Mets embrace MLB's inclusion message

Bean returns to camp, commends club's efforts

Mets embrace MLB's inclusion message

PORT ST. LUCIE, Fla. -- There was no grand speech this time, nothing out of the ordinary, because Billy Bean wants this sort of thing to be just the opposite -- ordinary. Major League Baseball's vice president of social responsibility and inclusion, Bean -- an openly gay former big league ballplayer -- simply attended Mets camp on Friday as a guest instructor, and quietly went about his business.

Bean threw batting practice, shagged fly balls and spoke privately to players interested in talking to him, but he didn't go out of his way to announce his presence.

"I wanted to be here because [general manager] Sandy Alderson and [manager] Terry Collins have been so supportive of MLB's inclusion message," Bean said. "So it's a real thrill to be back here. The Mets' platform makes the message bigger."

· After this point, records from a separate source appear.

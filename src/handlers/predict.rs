//! Prediction handler
//!
//! The full pipeline for `POST /predict`: encode, run the three organ
//! classifiers, aggregate, compose the summary prompt, and ask the
//! explanation provider. A provider failure degrades to the canned
//! fallback sentence; the prediction itself still succeeds.

use std::collections::BTreeMap;

use axum::{extract::State, Json};
use serde::Serialize;

use crate::llm::SUMMARY_MAX_TOKENS;
use crate::logic::{features, knowledge, prompt, risk};
use crate::models::{Confidence, Organ, OrganPrediction, PredictionRequest};
use crate::{AppResult, AppState};

/// Fixed disclaimer attached to every prediction
const DISCLAIMER: &str =
    "This is an ML-based risk estimation from FAERS data. Not a medical diagnosis.";

#[derive(Debug, Serialize)]
pub struct PredictionResponse {
    pub status: &'static str,
    pub predictions: BTreeMap<Organ, OrganPrediction>,
    pub overall_risk_score: f64,
    pub confidence: Confidence,
    pub primary_driver: String,
    pub drug_class: &'static str,
    pub drug_name: String,
    pub default_explanation: String,
    pub disclaimer: &'static str,
}

pub async fn predict(
    State(state): State<AppState>,
    Json(req): Json<PredictionRequest>,
) -> AppResult<Json<PredictionResponse>> {
    let age_bucket = features::age_bucket(req.age);
    let drug_name = req.active_ingredient.trim().to_uppercase();
    let drug_class = knowledge::drug_class(&drug_name);

    let vector = state.encoders.encode(&req);
    tracing::debug!(features = %vector.to_log_entry(), "encoded request");

    let predictions = state.models.predict_all(&vector)?;
    let overall_risk = risk::overall_risk_score(&predictions);
    let confidence = risk::confidence(&predictions);
    let primary_driver = risk::primary_driver(&predictions, req.polypharmacy);

    let agent_prompt = prompt::summary_prompt(
        &drug_name,
        drug_class,
        age_bucket,
        &req.sex,
        req.polypharmacy,
        &predictions,
        overall_risk,
        confidence,
        req.explanation_mode,
    );

    let explanation = match state.llm.complete(&agent_prompt, SUMMARY_MAX_TOKENS).await {
        Ok(text) => text,
        Err(e) => {
            tracing::warn!("Explanation provider failed: {}", e);
            prompt::fallback_explanation(&primary_driver)
        }
    };

    tracing::info!(
        "Prediction served: drug={} overall={}% driver={}",
        drug_name,
        overall_risk,
        primary_driver
    );

    Ok(Json(PredictionResponse {
        status: "success",
        predictions,
        overall_risk_score: overall_risk,
        confidence,
        primary_driver,
        drug_class,
        drug_name,
        default_explanation: explanation,
        disclaimer: DISCLAIMER,
    }))
}
//! Error handling

use axum::{
    http::StatusCode,
    response::{IntoResponse, Response},
    Json,
};
use serde_json::json;

use crate::logic::model::ModelError;

pub type AppResult<T> = Result<T, AppError>;

#[derive(Debug)]
pub enum AppError {
    /// Any unexpected failure in a request handler; the raw message is
    /// surfaced to the caller.
    Internal(String),

    /// Detailed-analysis failures are wrapped rather than recovered;
    /// this endpoint has no fallback.
    Analysis(String),
}

impl IntoResponse for AppError {
    fn into_response(self) -> Response {
        let message = match self {
            AppError::Internal(msg) => {
                tracing::error!("Request failed: {}", msg);
                msg
            }
            AppError::Analysis(msg) => {
                tracing::error!("Detailed analysis error: {}", msg);
                format!("Failed to generate detailed analysis: {msg}")
            }
        };

        let status = StatusCode::INTERNAL_SERVER_ERROR;
        let body = Json(json!({
            "error": message,
            "status": status.as_u16()
        }));

        (status, body).into_response()
    }
}

impl From<ModelError> for AppError {
    fn from(err: ModelError) -> Self {
        AppError::Internal(err.to_string())
    }
}
//! Prompt Composer
//!
//! Pure string templating for the explanation provider. Two variants:
//! a summary prompt for `/predict` and a structured five-section prompt
//! for `/detailed-analysis`. Neither performs any I/O.

use std::collections::BTreeMap;

use crate::logic::knowledge;
use crate::models::{Confidence, ExplanationMode, Organ, OrganPrediction};

/// One line per organ: `- LIVER: 90.0% (High)`
fn organ_summary(predictions: &BTreeMap<Organ, OrganPrediction>) -> String {
    predictions
        .iter()
        .map(|(organ, pred)| {
            format!(
                "- {}: {:.1}% ({})",
                organ,
                pred.probability * 100.0,
                pred.risk_level
            )
        })
        .collect::<Vec<_>>()
        .join("\n")
}

/// Summary prompt for the `/predict` explanation.
#[allow(clippy::too_many_arguments)]
pub fn summary_prompt(
    drug_name: &str,
    drug_class: &str,
    age_bucket: &str,
    sex: &str,
    polypharmacy: u8,
    predictions: &BTreeMap<Organ, OrganPrediction>,
    overall_risk: f64,
    confidence: Confidence,
    mode: ExplanationMode,
) -> String {
    let mut prompt = String::from("You are a clinical pharmacology AI assistant.\n\n");

    let mode_instruction = match mode {
        ExplanationMode::Clinical => {
            "Audience: Healthcare professionals. Use medical terminology."
        }
        ExplanationMode::Lay => "Audience: Patients. Use simple language.",
    };
    prompt.push_str(mode_instruction);
    prompt.push_str("\n\n");

    prompt.push_str(&format!(
        "Drug: {drug_name}\nClass: {drug_class}\nAge group: {age_bucket}\nSex: {sex}\nPolypharmacy: {}\n",
        if polypharmacy == 1 { "Yes" } else { "No" },
    ));

    if let Some(profile) = knowledge::risk_profile(drug_name) {
        prompt.push_str(&format!(
            "\nKnown risk profile for {drug_name}:\n\
             - Primary concern: {}\n\
             - Risk factors: {}\n\
             - Monitoring: {}\n",
            profile.primary_concern,
            profile.risk_factors.join(", "),
            profile.monitoring,
        ));
    }

    prompt.push_str(&format!(
        "\nML Predictions:\n{}\nOverall risk: {overall_risk}%\nConfidence: {confidence}\n",
        organ_summary(predictions),
    ));

    prompt.push_str("\nExplain reasoning and end with [GREEN ALERT / YELLOW ALERT / RED ALERT].\n");

    prompt
}

/// Structured prompt for the `/detailed-analysis` report.
pub fn detailed_prompt(
    drug_name: &str,
    drug_class: &str,
    predictions: &BTreeMap<Organ, OrganPrediction>,
    overall_risk: f64,
    primary_driver: &str,
    confidence: &str,
) -> String {
    format!(
        "You are an expert clinical pharmacologist providing comprehensive risk analysis.\n\
         \n\
         Drug: {drug_name}\n\
         Class: {drug_class}\n\
         Overall Risk Score: {overall_risk}%\n\
         Primary Risk Driver: {primary_driver}\n\
         Confidence: {confidence}\n\
         \n\
         Organ-Specific Predictions:\n\
         {}\n\
         \n\
         Provide a detailed analysis with the following structure:\n\
         \n\
         1. IDENTIFIED ISSUES\n\
         \x20  - List key risk factors and concerns\n\
         \x20  - Highlight organ-specific vulnerabilities\n\
         \n\
         2. POSSIBLE CONSEQUENCES\n\
         \x20  - Short-term adverse effects\n\
         \x20  - Long-term complications\n\
         \x20  - Risk of progression\n\
         \n\
         3. RISK PATHWAYS\n\
         \x20  - Biological mechanisms involved\n\
         \x20  - Drug-organ interactions\n\
         \x20  - Compounding factors\n\
         \n\
         4. MONITORING RECOMMENDATIONS\n\
         \x20  - Laboratory tests required\n\
         \x20  - Clinical signs to watch for\n\
         \x20  - Follow-up schedule\n\
         \x20  - When to seek immediate care\n\
         \n\
         5. RISK MITIGATION STRATEGIES\n\
         \x20  - Dose adjustments if needed\n\
         \x20  - Alternative therapies to consider\n\
         \x20  - Lifestyle modifications\n\
         \x20  - Drug interactions to avoid\n\
         \n\
         Be specific, evidence-based, and clinically actionable. Use medical terminology appropriately.\n",
        organ_summary(predictions),
    )
}

/// Deterministic explanation used when the provider is unavailable.
pub fn fallback_explanation(primary_driver: &str) -> String {
    format!(
        "Risk assessment indicates {primary_driver} as the main concern. Monitoring recommended."
    )
}

#[cfg(test)]
mod tests {
    use super::*;

    fn predictions(liver: f64, kidney: f64, lung: f64) -> BTreeMap<Organ, OrganPrediction> {
        let mut map = BTreeMap::new();
        map.insert(Organ::Liver, OrganPrediction::from_probability(liver));
        map.insert(Organ::Kidney, OrganPrediction::from_probability(kidney));
        map.insert(Organ::Lung, OrganPrediction::from_probability(lung));
        map
    }

    #[test]
    fn test_summary_prompt_embeds_predictions_and_alert_directive() {
        let prompt = summary_prompt(
            "PARACETAMOL",
            "Analgesic",
            "19-45",
            "F",
            1,
            &predictions(0.7, 0.2, 0.1),
            35.3,
            Confidence::Low,
            ExplanationMode::Clinical,
        );

        assert!(prompt.contains("Drug: PARACETAMOL"));
        assert!(prompt.contains("Class: Analgesic"));
        assert!(prompt.contains("Polypharmacy: Yes"));
        assert!(prompt.contains("- LIVER: 70.0% (High)"));
        assert!(prompt.contains("Overall risk: 35.3%"));
        assert!(prompt.contains("[GREEN ALERT / YELLOW ALERT / RED ALERT]"));
        assert!(prompt.contains("Healthcare professionals"));
        // Drug is in the knowledge base, so its profile is embedded
        assert!(prompt.contains("Primary concern: hepatotoxicity"));
    }

    #[test]
    fn test_summary_prompt_lay_audience_and_unknown_drug() {
        let prompt = summary_prompt(
            "NOVELDRUG",
            "Unknown Class",
            "65+",
            "M",
            0,
            &predictions(0.1, 0.1, 0.1),
            10.0,
            Confidence::High,
            ExplanationMode::Lay,
        );

        assert!(prompt.contains("Audience: Patients. Use simple language."));
        assert!(prompt.contains("Polypharmacy: No"));
        assert!(!prompt.contains("Known risk profile"));
    }

    #[test]
    fn test_detailed_prompt_reflects_liver_dominance() {
        let prompt = detailed_prompt(
            "PARACETAMOL",
            "Analgesic",
            &predictions(0.9, 0.1, 0.1),
            44.5,
            "Liver risk",
            "Low",
        );

        assert!(prompt.contains("- LIVER: 90.0% (High)"));
        assert!(prompt.contains("- KIDNEY: 10.0% (Low)"));
        assert!(prompt.contains("Primary Risk Driver: Liver risk"));
    }

    #[test]
    fn test_detailed_prompt_has_five_sections() {
        let prompt = detailed_prompt("X", "Unknown Class", &predictions(0.5, 0.5, 0.5), 50.0, "Liver risk", "High");
        for section in [
            "1. IDENTIFIED ISSUES",
            "2. POSSIBLE CONSEQUENCES",
            "3. RISK PATHWAYS",
            "4. MONITORING RECOMMENDATIONS",
            "5. RISK MITIGATION STRATEGIES",
        ] {
            assert!(prompt.contains(section), "missing section: {section}");
        }
    }

    #[test]
    fn test_fallback_contains_primary_driver() {
        let fallback = fallback_explanation("Liver risk, Polypharmacy");
        assert!(!fallback.is_empty());
        assert!(fallback.contains("Liver risk, Polypharmacy"));
    }
}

It was almost exactly one year ago that Bean first suited up for the Mets at the behest of Alderson, who wanted to help promote MLB's message of inclusion. The day went mostly well, with Bean making a presentation to Mets players and staff. But afterward, then-second baseman Daniel Murphy was quoted in local newspapers saying that while he accepted Bean as a person, he did not agree with his "lifestyle."

A year later, Bean says he learned much from that experience.

"Some good comes out of it," Bean said. "Daniel treated me with 100 percent respect. He had a great year last year. He's a great ambassador for baseball. He and I communicated all throughout the year in a very supportive way. … I look at it as an opportunity that I need to be a better example for people, to see that sometimes their differences are not as big as they might have thought prior."

Since that time, MLB and the Mets have only increased their commitment to social issues. The Mets recently announced that they will hold an LGBT Pride Night at Citi Field this summer, which Bean called a "loud and clear" message "to let everybody know that if you love the Mets, the turnstiles are open for you, too."

"Baseball's platform is so big," Bean said. "There are so many great initiatives and I'm just super proud of the fact that the Commissioner's Office and the owners around the league have put resources behind us in an effort to get that message out. Today's a perfect example."